Apesar de o enxerto incluir outro tipos de colónias de células (paraclones e meroclones), passado quatro meses estas colónias já não estavam presentes e no final de oito meses apenas os holoclones se mantinham na epiderme. Isto quer dizer, traduz Michele De Luca, que as experiências de medicina regenerativa neste campo devem assegurar que esta população de células de vida longa está presente e é mantida nas culturas de células.

O entusiasmo com os resultados era óbvio durante a conferência de imprensa. “A pele da criança está bastante bem. Não precisa de nenhum cuidado especial. Se fizer algum tipo de ferida, vão curar-se normalmente como em qualquer outra criança saudável desta idade. Ainda tem algumas lesões, em cerca de 2% do corpo, que não tiveram transplantes mas não desenvolveu novas lesões”, disse Tobias Rothoeft, adiantando que joga futebol e se comporta actualmente como qualquer criança saudável da sua idade.

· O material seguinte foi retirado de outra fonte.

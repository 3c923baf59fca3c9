//! In-process keyed locks for per-experiment serialization.
//!
//! Update and create operations targeting the same experiment id (or the
//! same (application, label) pair during create) must serialize; operations
//! on different keys proceed in parallel. Locks are held only for the
//! duration of one orchestration call and are never persisted.

use std::collections::HashMap;
use std::hash::Hash;
use std::sync::{Arc, Mutex, PoisonError};

use tokio::sync::{Mutex as AsyncMutex, OwnedMutexGuard};

/// A registry of async mutexes keyed by an arbitrary hashable key.
///
/// Entries are created on first use and kept for the lifetime of the
/// registry; the population is bounded by the number of distinct
/// experiments the process has touched.
#[derive(Debug, Default)]
pub(crate) struct KeyedLocks<K> {
    entries: Mutex<HashMap<K, Arc<AsyncMutex<()>>>>,
}

impl<K: Eq + Hash + Clone> KeyedLocks<K> {
    pub(crate) fn new() -> Self {
        Self {
            entries: Mutex::new(HashMap::new()),
        }
    }

    /// Acquires the lock for `key`, waiting if another call holds it.
    pub(crate) async fn acquire(&self, key: K) -> OwnedMutexGuard<()> {
        let entry = {
            let mut entries = self
                .entries
                .lock()
                .unwrap_or_else(PoisonError::into_inner);
            Arc::clone(entries.entry(key).or_default())
        };
        entry.lock_owned().await
    }
}

#[cfg(test)]
mod tests {
    use super::*;
    use std::sync::atomic::{AtomicUsize, Ordering};
    use std::time::Duration;

    #[tokio::test]
    async fn same_key_serializes() {
        let locks = Arc::new(KeyedLocks::new());
        let peak = Arc::new(AtomicUsize::new(0));
        let active = Arc::new(AtomicUsize::new(0));

        let mut handles = Vec::new();
        for _ in 0..8 {
            let locks = Arc::clone(&locks);
            let peak = Arc::clone(&peak);
            let active = Arc::clone(&active);
            handles.push(tokio::spawn(async move {
                let _guard = locks.acquire("same-key").await;
                let now = active.fetch_add(1, Ordering::SeqCst) + 1;
                peak.fetch_max(now, Ordering::SeqCst);
                tokio::time::sleep(Duration::from_millis(2)).await;
                active.fetch_sub(1, Ordering::SeqCst);
            }));
        }
        for handle in handles {
            handle.await.unwrap();
        }

        assert_eq!(peak.load(Ordering::SeqCst), 1);
    }

    #[tokio::test]
    async fn different_keys_run_in_parallel() {
        let locks = Arc::new(KeyedLocks::new());
        let first = locks.acquire("a").await;
        // A second key must not block behind the first.
        let second = locks.acquire("b").await;
        drop(first);
        drop(second);
    }
}
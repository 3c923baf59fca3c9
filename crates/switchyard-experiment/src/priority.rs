//! Per-application experiment priority lists.
//!
//! When several experiments on the same application could match the same
//! user, the priority list is authoritative for evaluation order. The list
//! for application A contains exactly the ids of A's experiments whose
//! state is neither TERMINATED nor DELETED, each at most once; the
//! lifecycle service maintains that invariant on every mutation.

use async_trait::async_trait;
use std::collections::HashMap;
use std::sync::RwLock;

use switchyard_core::{ApplicationName, ExperimentId};

use crate::store::RepositoryError;

/// Ordered per-application experiment lists.
///
/// Calls are I/O boundaries: production implementations persist the order,
/// so every operation is async and fallible.
#[async_trait]
pub trait PriorityList: Send + Sync {
    /// Appends an experiment to the end of its application's list.
    ///
    /// Idempotent with respect to already-present ids: appending an id that
    /// is already listed leaves the list unchanged.
    ///
    /// # Errors
    ///
    /// Returns an error if the backing store fails.
    async fn append(
        &self,
        application: &ApplicationName,
        id: ExperimentId,
    ) -> Result<(), RepositoryError>;

    /// Removes an experiment from its application's list. Removing an
    /// absent id is a no-op.
    ///
    /// # Errors
    ///
    /// Returns an error if the backing store fails.
    async fn remove(
        &self,
        application: &ApplicationName,
        id: ExperimentId,
    ) -> Result<(), RepositoryError>;

    /// Replaces the order of an application's list.
    ///
    /// # Errors
    ///
    /// Returns [`RepositoryError::Conflict`] when `order` is not a
    /// permutation of the current membership.
    async fn reorder(
        &self,
        application: &ApplicationName,
        order: Vec<ExperimentId>,
    ) -> Result<(), RepositoryError>;

    /// Returns a consistent snapshot of an application's list.
    ///
    /// # Errors
    ///
    /// Returns an error if the backing store fails.
    async fn snapshot(
        &self,
        application: &ApplicationName,
    ) -> Result<Vec<ExperimentId>, RepositoryError>;
}

/// Process-local [`PriorityList`] backed by a read-write lock.
///
/// Mutations on the same application serialize on the lock; reads return a
/// consistent snapshot.
#[derive(Debug, Default)]
pub struct MemoryPriorityIndex {
    inner: RwLock<HashMap<ApplicationName, Vec<ExperimentId>>>,
}

impl MemoryPriorityIndex {
    /// Creates an empty priority index.
    #[must_use]
    pub fn new() -> Self {
        Self::default()
    }
}

#[async_trait]
impl PriorityList for MemoryPriorityIndex {
    async fn append(
        &self,
        application: &ApplicationName,
        id: ExperimentId,
    ) -> Result<(), RepositoryError> {
        let mut guard = self
            .inner
            .write()
            .unwrap_or_else(std::sync::PoisonError::into_inner);
        let list = guard.entry(application.clone()).or_default();
        if !list.contains(&id) {
            list.push(id);
        }
        Ok(())
    }

    async fn remove(
        &self,
        application: &ApplicationName,
        id: ExperimentId,
    ) -> Result<(), RepositoryError> {
        let mut guard = self
            .inner
            .write()
            .unwrap_or_else(std::sync::PoisonError::into_inner);
        if let Some(list) = guard.get_mut(application) {
            list.retain(|entry| *entry != id);
            if list.is_empty() {
                guard.remove(application);
            }
        }
        Ok(())
    }

    async fn reorder(
        &self,
        application: &ApplicationName,
        order: Vec<ExperimentId>,
    ) -> Result<(), RepositoryError> {
        let mut guard = self
            .inner
            .write()
            .unwrap_or_else(std::sync::PoisonError::into_inner);
        let list = guard.entry(application.clone()).or_default();

        let mut current = list.clone();
        let mut proposed = order.clone();
        current.sort_unstable();
        proposed.sort_unstable();
        if current != proposed {
            return Err(RepositoryError::conflict(format!(
                "new order for application '{application}' is not a permutation of the current list"
            )));
        }

        *list = order;
        Ok(())
    }

    async fn snapshot(
        &self,
        application: &ApplicationName,
    ) -> Result<Vec<ExperimentId>, RepositoryError> {
        let guard = self
            .inner
            .read()
            .unwrap_or_else(std::sync::PoisonError::into_inner);
        Ok(guard.get(application).cloned().unwrap_or_default())
    }
}
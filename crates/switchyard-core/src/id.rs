//! Strongly-typed identifiers for Switchyard entities.
//!
//! All identifiers are:
//! - **Strongly typed**: Prevents mixing up different id kinds at compile time
//! - **Lexicographically sortable**: `ExperimentId` is a ULID and sorts by
//!   creation time
//! - **Validated**: Application names and labels reject malformed input at
//!   the boundary, so the domain layer never sees a bad name
//!
//! # Example
//!
//! ```rust
//! use switchyard_core::id::{ApplicationName, ExperimentId, ExperimentLabel};
//!
//! let id = ExperimentId::generate();
//! let application = ApplicationName::new("shop").unwrap();
//! let label = ExperimentLabel::new("cart-cta").unwrap();
//! ```

use serde::{Deserialize, Serialize};
use std::fmt;
use std::str::FromStr;
use ulid::Ulid;

use crate::error::{Error, Result};

/// Maximum length for application names and experiment labels.
const MAX_NAME_LEN: usize = 64;

/// A unique identifier for an experiment.
///
/// Opaque, unique, and immutable after creation. Ids of deleted experiments
/// are never reused.
#[derive(Debug, Clone, Copy, PartialEq, Eq, Hash, PartialOrd, Ord, Serialize, Deserialize)]
#[serde(transparent)]
pub struct ExperimentId(Ulid);

impl ExperimentId {
    /// Generates a new unique experiment id.
    ///
    /// Uses ULID generation which is:
    /// - Lexicographically sortable by creation time
    /// - Globally unique without coordination
    /// - URL-safe and case-insensitive
    #[must_use]
    pub fn generate() -> Self {
        Self(Ulid::new())
    }

    /// Creates an experiment id from a raw ULID.
    #[must_use]
    pub const fn from_ulid(ulid: Ulid) -> Self {
        Self(ulid)
    }

    /// Returns the underlying ULID.
    #[must_use]
    pub const fn as_ulid(&self) -> Ulid {
        self.0
    }
}

impl fmt::Display for ExperimentId {
    fn fmt(&self, f: &mut fmt::Formatter<'_>) -> fmt::Result {
        write!(f, "{}", self.0)
    }
}

impl FromStr for ExperimentId {
    type Err = Error;

    fn from_str(s: &str) -> Result<Self> {
        Ulid::from_string(s)
            .map(Self)
            .map_err(|e| Error::InvalidId {
                message: format!("invalid experiment id '{s}': {e}"),
            })
    }
}

/// The namespace an experiment belongs to.
///
/// Application names must be:
/// - Non-empty, at most 64 characters
/// - ASCII alphanumeric plus `-`, `_` and `.`
/// - Starting with an alphanumeric character
#[derive(Debug, Clone, PartialEq, Eq, Hash, PartialOrd, Ord, Serialize, Deserialize)]
#[serde(transparent)]
pub struct ApplicationName(String);

impl ApplicationName {
    /// Creates a new application name after validating the format.
    ///
    /// # Errors
    ///
    /// Returns an error if the name is malformed.
    pub fn new(name: impl Into<String>) -> Result<Self> {
        let name = name.into();
        validate_name("application name", &name)?;
        Ok(Self(name))
    }

    /// Returns the application name as a string slice.
    #[must_use]
    pub fn as_str(&self) -> &str {
        &self.0
    }
}

impl fmt::Display for ApplicationName {
    fn fmt(&self, f: &mut fmt::Formatter<'_>) -> fmt::Result {
        write!(f, "{}", self.0)
    }
}

impl AsRef<str> for ApplicationName {
    fn as_ref(&self) -> &str {
        &self.0
    }
}

impl FromStr for ApplicationName {
    type Err = Error;

    fn from_str(s: &str) -> Result<Self> {
        Self::new(s)
    }
}

/// A human-readable experiment identifier, unique within an application.
///
/// Labels follow the same format rules as [`ApplicationName`].
#[derive(Debug, Clone, PartialEq, Eq, Hash, PartialOrd, Ord, Serialize, Deserialize)]
#[serde(transparent)]
pub struct ExperimentLabel(String);

impl ExperimentLabel {
    /// Creates a new experiment label after validating the format.
    ///
    /// # Errors
    ///
    /// Returns an error if the label is malformed.
    pub fn new(label: impl Into<String>) -> Result<Self> {
        let label = label.into();
        validate_name("experiment label", &label)?;
        Ok(Self(label))
    }

    /// Returns the label as a string slice.
    #[must_use]
    pub fn as_str(&self) -> &str {
        &self.0
    }
}

impl fmt::Display for ExperimentLabel {
    fn fmt(&self, f: &mut fmt::Formatter<'_>) -> fmt::Result {
        write!(f, "{}", self.0)
    }
}

impl AsRef<str> for ExperimentLabel {
    fn as_ref(&self) -> &str {
        &self.0
    }
}

impl FromStr for ExperimentLabel {
    type Err = Error;

    fn from_str(s: &str) -> Result<Self> {
        Self::new(s)
    }
}

/// Validates an application name or experiment label.
fn validate_name(kind: &str, value: &str) -> Result<()> {
    if value.is_empty() {
        return Err(Error::invalid_id(format!("{kind} cannot be empty")));
    }

    if value.len() > MAX_NAME_LEN {
        return Err(Error::invalid_id(format!(
            "{kind} '{value}' is too long (maximum {MAX_NAME_LEN} characters)"
        )));
    }

    if !value
        .chars()
        .all(|c| c.is_ascii_alphanumeric() || c == '-' || c == '_' || c == '.')
    {
        return Err(Error::invalid_id(format!(
            "{kind} '{value}' contains invalid characters (only ASCII letters, digits, '-', '_' and '.' allowed)"
        )));
    }

    let starts_alphanumeric = value.chars().next().is_some_and(|c| c.is_ascii_alphanumeric());
    if !starts_alphanumeric {
        return Err(Error::invalid_id(format!(
            "{kind} '{value}' must start with a letter or digit"
        )));
    }

    Ok(())
}

#[cfg(test)]
mod tests {
    use super::*;

    #[test]
    fn experiment_id_roundtrip() {
        let id = ExperimentId::generate();
        let s = id.to_string();
        let parsed: ExperimentId = s.parse().unwrap();
        assert_eq!(id, parsed);
    }

    #[test]
    fn experiment_ids_are_unique() {
        let id1 = ExperimentId::generate();
        let id2 = ExperimentId::generate();
        assert_ne!(id1, id2);
    }

    #[test]
    fn invalid_experiment_id_returns_error() {
        let result: Result<ExperimentId> = "not-a-valid-ulid".parse();
        assert!(result.is_err());
    }

    #[test]
    fn valid_names() {
        assert!(ApplicationName::new("shop").is_ok());
        assert!(ApplicationName::new("shop-eu.prod").is_ok());
        assert!(ExperimentLabel::new("cart-cta").is_ok());
        assert!(ExperimentLabel::new("checkout_v2").is_ok());
        assert!(ExperimentLabel::new("9lives").is_ok());
    }

    #[test]
    fn invalid_names() {
        assert!(ApplicationName::new("").is_err());
        assert!(ApplicationName::new("has spaces").is_err());
        assert!(ApplicationName::new("-leading-hyphen").is_err());
        assert!(ExperimentLabel::new(".leading-dot").is_err());
        assert!(ExperimentLabel::new("a".repeat(65)).is_err());
        assert!(ExperimentLabel::new("emoji🦀").is_err());
    }

    #[test]
    fn name_serde_is_transparent() {
        let application = ApplicationName::new("shop").unwrap();
        let json = serde_json::to_string(&application).unwrap();
        assert_eq!(json, "\"shop\"");
    }
}
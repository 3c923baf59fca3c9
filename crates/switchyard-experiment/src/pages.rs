//! Page bindings: where an experiment is exposed.
//!
//! Page-targeting CRUD lives outside this crate. The lifecycle core only
//! needs one operation: erasing an experiment's page data when it reaches
//! TERMINATED or DELETED, so terminated experiments stop appearing on any
//! page.

use async_trait::async_trait;
use std::sync::Mutex;

use switchyard_core::{ApplicationName, ExperimentId, UserInfo};

use crate::store::RepositoryError;

/// Page-binding maintenance consumed by the lifecycle core.
#[async_trait]
pub trait Pages: Send + Sync {
    /// Removes every (page, experiment) binding of the experiment.
    ///
    /// # Errors
    ///
    /// Returns an error if the backing store fails.
    async fn erase_page_data(
        &self,
        application: &ApplicationName,
        id: ExperimentId,
        user: &UserInfo,
    ) -> Result<(), RepositoryError>;
}

/// In-memory [`Pages`] that records erase calls for assertions.
#[derive(Debug, Default)]
pub struct MemoryPages {
    erased: Mutex<Vec<(ApplicationName, ExperimentId)>>,
}

impl MemoryPages {
    /// Creates an empty page binder.
    #[must_use]
    pub fn new() -> Self {
        Self::default()
    }

    /// Returns the (application, experiment) pairs erased so far.
    #[must_use]
    pub fn erased(&self) -> Vec<(ApplicationName, ExperimentId)> {
        self.erased
            .lock()
            .map(|guard| guard.clone())
            .unwrap_or_default()
    }
}

#[async_trait]
impl Pages for MemoryPages {
    async fn erase_page_data(
        &self,
        application: &ApplicationName,
        id: ExperimentId,
        _user: &UserInfo,
    ) -> Result<(), RepositoryError> {
        if let Ok(mut guard) = self.erased.lock() {
            guard.push((application.clone(), id));
        }
        Ok(())
    }
}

No entanto, e apesar de acreditar que a epiderme daquela criança vai manter-se saudável, Michele De Luca fez questão de travar as expectativas. Entre outras questões em aberto, adiantou, por exemplo, que não se sabe ainda se a técnica usada com esta criança resultará nas outras formas de epidermólise bolhosa. “Quando falamos nas outras formas desta doença, estamos a falar num outro gene, numa outra proteína, numa outra localização. Ou seja, podem surgir problemas que não estamos à espera”, avisou.

Ainda assim, sem avançar muitos pormenores, referiu que estão já em curso outros ensaios clínicos que contam com a colaboração de especialistas do Departamento de Dermatologia do Hospital Universitário de Salzburgo, na Áustria (que também são autores do trabalho na Nature), e que são sobre a forma juncional desta doença e também sobre a forma distrófica. É preciso esperar por resultados dos ensaios clínicos e de outras experiências para conseguir muitas das respostas que faltam, sublinhou.

A impressionante regeneração conseguida neste projecto especial não pode ainda ser considerada uma cura para esta doença rara, mas é sem dúvida uma experiência de sucesso de um tratamento e ensaio clínico com células estaminais transgénicas. Aliás, esta é a confirmação a uma maior escala dos bons resultados que já tinham sido conseguidos antes com um tratamento idêntico. Michele De Luca recorda um artigo publicado na Nature em 2006 e que nas experiências anteriores o procedimento foi usado apenas em pequenas zonas afectadas, mais especificamente nas pernas, em dois doentes com EBJ. Também aqui foi usado um enxerto células da epiderme transgénicas (com a mutação corrigida) que reparou as lesões da doença. Os resultados mantêm-se até agora, sublinhou.

Sobre a hipótese de repetir este procedimento, Michele De Luca salientou os contornos especiais deste caso em que foi necessária uma autorização especial num cenário de vida ou morte. Disse ainda que esta doença se manifesta de formas diferentes e que isso pode influenciar os resultados. Por exemplo, disse, esta criança não tinha sinais de lesões em órgãos internos. “Teve sorte nesse sentido”, comentou. Nesse e em todos os sentidos.